Chris Lattner sabre at nondot.org
Sat Sep 2 11:31:45 PDT 2006

On Fri, 1 Sep 2006, Michael McCracken wrote:
> Here's what works now, and I have a separate test case for each of these:
> statement functions
> intrinsic functions (print, cos, etc)
> loops, goto statments
> scalarized array operations
> function calls with *no arguments*
> simple common blocks


> Function calls with more than one argument don't work. Specifically:
> ..../gfortran funccall-1arg.f -o funccall-1arg.exe
> ..../llvm/lib/VMCore/Instructions.cpp:209: failed assertion
> `(Params.size() == FTy->getNumParams() || (FTy->isVarArg() &&
> Params.size() > FTy->getNumParams())) && "Calling a function with bad
> signature!"'
> funccall-1arg.f: In function 'MAIN__':
> funccall-1arg.f:5: internal compiler error: Abort trap
> Please submit a full bug report,
> with preprocessed source if appropriate.
> See <URL:http://llvm.org/bugs> for instructions.
> make: *** [funccall-1arg.exe] Error 1

Okay, this is probably due to the fact that the prototype for the function 
isn't beeing matched up with the number of formals in the trees.  At the 
point of the assertion, what does "FTy->dump()" print to, and what do each 
of the params in the Params array print to?

> While I didn't entirely understand the cause from the backtraces and
> inspection in the debugger, I did notice that there is not yet a
> calling convention in CallingConv.h for Fortran, and llvm-convert only
> tests for CallingConv:C and CSRet, so I suspect that the different CCs
> is a problem here.

I don't think that that would be necessary, gfortran (IIUC) uses C calling 
conventions for easy interop.

> It looks like I will have to implement a complement to the
> FunctionCallArgumentConversion class in llvm-convert.c for the Fortran
> CC, but I'm not clear on the role of the CallingConv ID enum. Does a
> Fortran CC belong in there, or is that only for the back end?

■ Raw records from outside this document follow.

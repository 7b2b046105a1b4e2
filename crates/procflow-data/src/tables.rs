//! CSV adapters: work schedules, worker rosters, arrival tables, sequence
//! tables, and pivot-table output.

use std::collections::BTreeMap;
use std::path::Path;

use serde::Deserialize;
use tracing::debug;

use procflow_core::routing::SequenceTable;
use procflow_core::schedule::{DAYS_PER_WEEK, Weekday, WorkScheduleDay};
use procflow_core::source::ArrivalRow;
use procflow_core::worker::Worker;
use procflow_stats::PivotTable;

use crate::loader::DataLoadError;

/// Header row plus 1-based numbering.
fn line_of(index: usize) -> usize {
    index + 2
}

fn open(path: &Path) -> Result<csv::Reader<std::fs::File>, DataLoadError> {
    csv::ReaderBuilder::new()
        .trim(csv::Trim::All)
        .from_path(path)
        .map_err(DataLoadError::csv(path))
}

// ---------------------------------------------------------------------------
// Work schedules
// ---------------------------------------------------------------------------

#[derive(Debug, Deserialize)]
struct ScheduleRow {
    day: String,
    start_hour: u32,
    start_minute: u32,
    end_hour: u32,
    end_minute: u32,
    capacity: u32,
}

/// Read `day,start_hour,start_minute,end_hour,end_minute,capacity` rows into
/// the seven days of a week. Days without rows have no shifts.
pub fn load_schedule_csv(path: &Path) -> Result<[WorkScheduleDay; DAYS_PER_WEEK], DataLoadError> {
    let mut days: [WorkScheduleDay; DAYS_PER_WEEK] = Default::default();
    let mut reader = open(path)?;
    for (i, row) in reader.deserialize::<ScheduleRow>().enumerate() {
        let row = row.map_err(DataLoadError::csv(path))?;
        let invalid = |detail: String| DataLoadError::InvalidRow {
            file: path.to_path_buf(),
            line: line_of(i),
            detail,
        };
        let day: Weekday = row.day.parse().map_err(|e| invalid(format!("{e}")))?;
        days[day.index()]
            .set_time(
                row.start_hour,
                row.start_minute,
                row.end_hour,
                row.end_minute,
                row.capacity,
            )
            .map_err(|e| invalid(format!("{e}")))?;
    }
    debug!(file = %path.display(), "work schedule loaded");
    Ok(days)
}

// ---------------------------------------------------------------------------
// Worker rosters
// ---------------------------------------------------------------------------

#[derive(Debug, Deserialize)]
struct WorkerRow {
    id: String,
}

/// Read a roster with an `id` column.
pub fn load_workers_csv(path: &Path) -> Result<Vec<Worker>, DataLoadError> {
    let mut reader = open(path)?;
    let mut workers = Vec::new();
    for (i, row) in reader.deserialize::<WorkerRow>().enumerate() {
        let row = row.map_err(DataLoadError::csv(path))?;
        if row.id.is_empty() {
            return Err(DataLoadError::InvalidRow {
                file: path.to_path_buf(),
                line: line_of(i),
                detail: "empty worker id".to_string(),
            });
        }
        workers.push(Worker::new(row.id));
    }
    debug!(file = %path.display(), workers = workers.len(), "roster loaded");
    Ok(workers)
}

// ---------------------------------------------------------------------------
// Arrival tables
// ---------------------------------------------------------------------------

/// Column holding the entity type of an arrival row.
pub const ENTITY_TYPE_COLUMN: &str = "entity_type";

/// Read an arrival table. The first column is the arrival time, whatever its
/// name. An `entity_type` column sets the type; every other non-empty cell
/// becomes a numeric attribute named after its column.
pub fn load_arrival_table_csv(path: &Path) -> Result<Vec<ArrivalRow>, DataLoadError> {
    let mut reader = open(path)?;
    let headers = reader.headers().map_err(DataLoadError::csv(path))?.clone();
    if headers.is_empty() {
        return Err(DataLoadError::InvalidRow {
            file: path.to_path_buf(),
            line: 1,
            detail: "arrival table has no columns".to_string(),
        });
    }

    let mut rows = Vec::new();
    for (i, record) in reader.records().enumerate() {
        let record = record.map_err(DataLoadError::csv(path))?;
        let invalid = |detail: String| DataLoadError::InvalidRow {
            file: path.to_path_buf(),
            line: line_of(i),
            detail,
        };
        let time_cell = record.get(0).unwrap_or_default();
        let time: f64 = time_cell
            .parse()
            .map_err(|_| invalid(format!("arrival time '{time_cell}' is not a number")))?;
        if !time.is_finite() || time < 0.0 {
            return Err(invalid(format!("arrival time {time} is negative or not finite")));
        }

        let mut row = ArrivalRow::at(time);
        let mut attributes = BTreeMap::new();
        for (column, cell) in headers.iter().zip(record.iter()).skip(1) {
            if cell.is_empty() {
                continue;
            }
            if column == ENTITY_TYPE_COLUMN {
                row = row.of_type(cell);
            } else {
                let value: f64 = cell
                    .parse()
                    .map_err(|_| invalid(format!("attribute {column} = '{cell}' is not a number")))?;
                attributes.insert(column.to_string(), value);
            }
        }
        row.attributes = attributes;
        rows.push(row);
    }
    rows.sort_by(|a, b| a.time.total_cmp(&b.time));
    debug!(file = %path.display(), rows = rows.len(), "arrival table loaded");
    Ok(rows)
}

// ---------------------------------------------------------------------------
// Sequence tables
// ---------------------------------------------------------------------------

/// Read the destinations of a sequence-routing table from `column`.
pub fn load_sequence_table_csv(path: &Path, column: &str) -> Result<SequenceTable, DataLoadError> {
    let mut reader = open(path)?;
    let headers = reader.headers().map_err(DataLoadError::csv(path))?.clone();
    let index = headers
        .iter()
        .position(|h| h == column)
        .ok_or_else(|| DataLoadError::InvalidRow {
            file: path.to_path_buf(),
            line: 1,
            detail: format!("no column named '{column}'"),
        })?;

    let mut destinations = Vec::new();
    for (i, record) in reader.records().enumerate() {
        let record = record.map_err(DataLoadError::csv(path))?;
        match record.get(index) {
            Some(dest) if !dest.is_empty() => destinations.push(dest.to_string()),
            _ => {
                return Err(DataLoadError::InvalidRow {
                    file: path.to_path_buf(),
                    line: line_of(i),
                    detail: format!("empty '{column}' cell"),
                });
            }
        }
    }
    Ok(SequenceTable::new(destinations))
}

// ---------------------------------------------------------------------------
// Output
// ---------------------------------------------------------------------------

/// Write `Type,Name,Stat,Average,Minimum,Maximum` rows.
pub fn write_pivot_csv(path: &Path, table: &PivotTable) -> Result<(), DataLoadError> {
    let mut writer = csv::Writer::from_path(path).map_err(DataLoadError::csv(path))?;
    for row in table.to_rows() {
        writer.serialize(&row).map_err(DataLoadError::csv(path))?;
    }
    writer.flush()?;
    Ok(())
}

#[cfg(test)]
mod tests {
    use super::*;
    use procflow_stats::{RowType, StatKey};
    use std::fs;
    use std::path::PathBuf;
    use tempfile::TempDir;

    fn write(dir: &TempDir, name: &str, content: &str) -> PathBuf {
        let path = dir.path().join(name);
        fs::write(&path, content).unwrap();
        path
    }

    // -----------------------------------------------------------------------
    // Schedules
    // -----------------------------------------------------------------------

    #[test]
    fn schedule_rows_fill_their_days() {
        let dir = TempDir::new().unwrap();
        let path = write(
            &dir,
            "schedule.csv",
            "day,start_hour,start_minute,end_hour,end_minute,capacity\n\
             Monday,8,0,12,0,2\n\
             Monday,13,0,17,30,1\n\
             fri, 6, 0, 14, 0, 3\n",
        );
        let days = load_schedule_csv(&path).unwrap();
        assert_eq!(days[Weekday::Monday.index()].shifts().len(), 2);
        assert_eq!(days[Weekday::Monday.index()].shifts()[1].end_minute, 17 * 60 + 30);
        assert_eq!(days[Weekday::Friday.index()].shifts()[0].capacity, 3);
        assert!(days[Weekday::Sunday.index()].shifts().is_empty());
    }

    #[test]
    fn schedule_errors_carry_the_line() {
        let dir = TempDir::new().unwrap();
        let path = write(
            &dir,
            "schedule.csv",
            "day,start_hour,start_minute,end_hour,end_minute,capacity\n\
             Monday,8,0,12,0,2\n\
             Funday,8,0,12,0,2\n",
        );
        match load_schedule_csv(&path) {
            Err(DataLoadError::InvalidRow { line, detail, .. }) => {
                assert_eq!(line, 3);
                assert!(detail.contains("Funday"));
            }
            other => panic!("expected invalid row, got {other:?}"),
        }

        let path = write(
            &dir,
            "backwards.csv",
            "day,start_hour,start_minute,end_hour,end_minute,capacity\n\
             Tuesday,12,0,8,0,1\n",
        );
        assert!(matches!(
            load_schedule_csv(&path),
            Err(DataLoadError::InvalidRow { line: 2, .. })
        ));
    }

    #[test]
    fn schedule_missing_column_is_a_csv_error() {
        let dir = TempDir::new().unwrap();
        let path = write(&dir, "schedule.csv", "day,start_hour\nMonday,8\n");
        assert!(matches!(load_schedule_csv(&path), Err(DataLoadError::Csv { .. })));
    }

    // -----------------------------------------------------------------------
    // Rosters
    // -----------------------------------------------------------------------

    #[test]
    fn roster_ids_in_file_order() {
        let dir = TempDir::new().unwrap();
        let path = write(&dir, "workers.csv", "id\nW-07\nW-02\nW-11\n");
        let workers = load_workers_csv(&path).unwrap();
        let ids: Vec<&str> = workers.iter().map(|w| w.id.as_str()).collect();
        assert_eq!(ids, ["W-07", "W-02", "W-11"]);
        assert!(workers.iter().all(|w| w.allocations == 0));
    }

    #[test]
    fn roster_rejects_blank_id() {
        let dir = TempDir::new().unwrap();
        let path = write(&dir, "workers.csv", "id\nW-1\n\"\"\n");
        assert!(matches!(
            load_workers_csv(&path),
            Err(DataLoadError::InvalidRow { line: 3, .. })
        ));
    }

    // -----------------------------------------------------------------------
    // Arrival tables
    // -----------------------------------------------------------------------

    #[test]
    fn arrival_table_types_and_attributes() {
        let dir = TempDir::new().unwrap();
        let path = write(
            &dir,
            "arrivals.csv",
            "arrival,entity_type,priority\n\
             30,Rush,2\n\
             0,,\n\
             12.5,Standard,1\n",
        );
        let rows = load_arrival_table_csv(&path).unwrap();
        let times: Vec<f64> = rows.iter().map(|r| r.time).collect();
        assert_eq!(times, [0.0, 12.5, 30.0]);
        assert_eq!(rows[0].entity_type, None);
        assert!(rows[0].attributes.is_empty());
        assert_eq!(rows[2].entity_type.as_deref(), Some("Rush"));
        assert_eq!(rows[2].attributes.get("priority"), Some(&2.0));
    }

    #[test]
    fn arrival_table_rejects_bad_times() {
        let dir = TempDir::new().unwrap();
        let path = write(&dir, "arrivals.csv", "time\n5\nsoon\n");
        assert!(matches!(
            load_arrival_table_csv(&path),
            Err(DataLoadError::InvalidRow { line: 3, .. })
        ));
        let path = write(&dir, "negative.csv", "time\n-1\n");
        assert!(load_arrival_table_csv(&path).is_err());
    }

    // -----------------------------------------------------------------------
    // Sequence tables
    // -----------------------------------------------------------------------

    #[test]
    fn sequence_table_from_named_column() {
        let dir = TempDir::new().unwrap();
        let path = write(&dir, "routing.csv", "step,destination\n0,Lathe\n1,Mill\n2,Done\n");
        let table = load_sequence_table_csv(&path, "destination").unwrap();
        assert_eq!(table.iter().collect::<Vec<_>>(), ["Lathe", "Mill", "Done"]);

        assert!(matches!(
            load_sequence_table_csv(&path, "target"),
            Err(DataLoadError::InvalidRow { line: 1, .. })
        ));
    }

    // -----------------------------------------------------------------------
    // Pivot output
    // -----------------------------------------------------------------------

    #[test]
    fn pivot_csv_has_header_and_rows() {
        let dir = TempDir::new().unwrap();
        let mut table = PivotTable::new();
        table.record(StatKey::new(RowType::Entity, "Entity", "NumberCreated"), 10.0);
        table.record(StatKey::new(RowType::Entity, "Entity", "NumberCreated"), 14.0);
        let path = dir.path().join("pivot.csv");
        write_pivot_csv(&path, &table).unwrap();

        let content = fs::read_to_string(&path).unwrap();
        let mut lines = content.lines();
        assert_eq!(lines.next(), Some("Type,Name,Stat,Average,Minimum,Maximum"));
        assert_eq!(lines.next(), Some("Entity,Entity,NumberCreated,12.0,10.0,14.0"));
        assert_eq!(lines.next(), None);
    }
}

I don't *think* you'll need to do that, the first thing to find out is why 
the prototype for the function doesn't match up with the arguments. 
There are two likely answers:

1. We're handling a formal argument incorrectly.
2. We're building the prototype incorrectly.

Figuring out which of the two is happening is important.  If it's #2, 
getting the output of "debug_tree(x)" on the function type "tree" node 
would be useful.  If it's #1, getting the output of debug_tree(x) on the 
argument node that isn't getting converted correctly would be useful.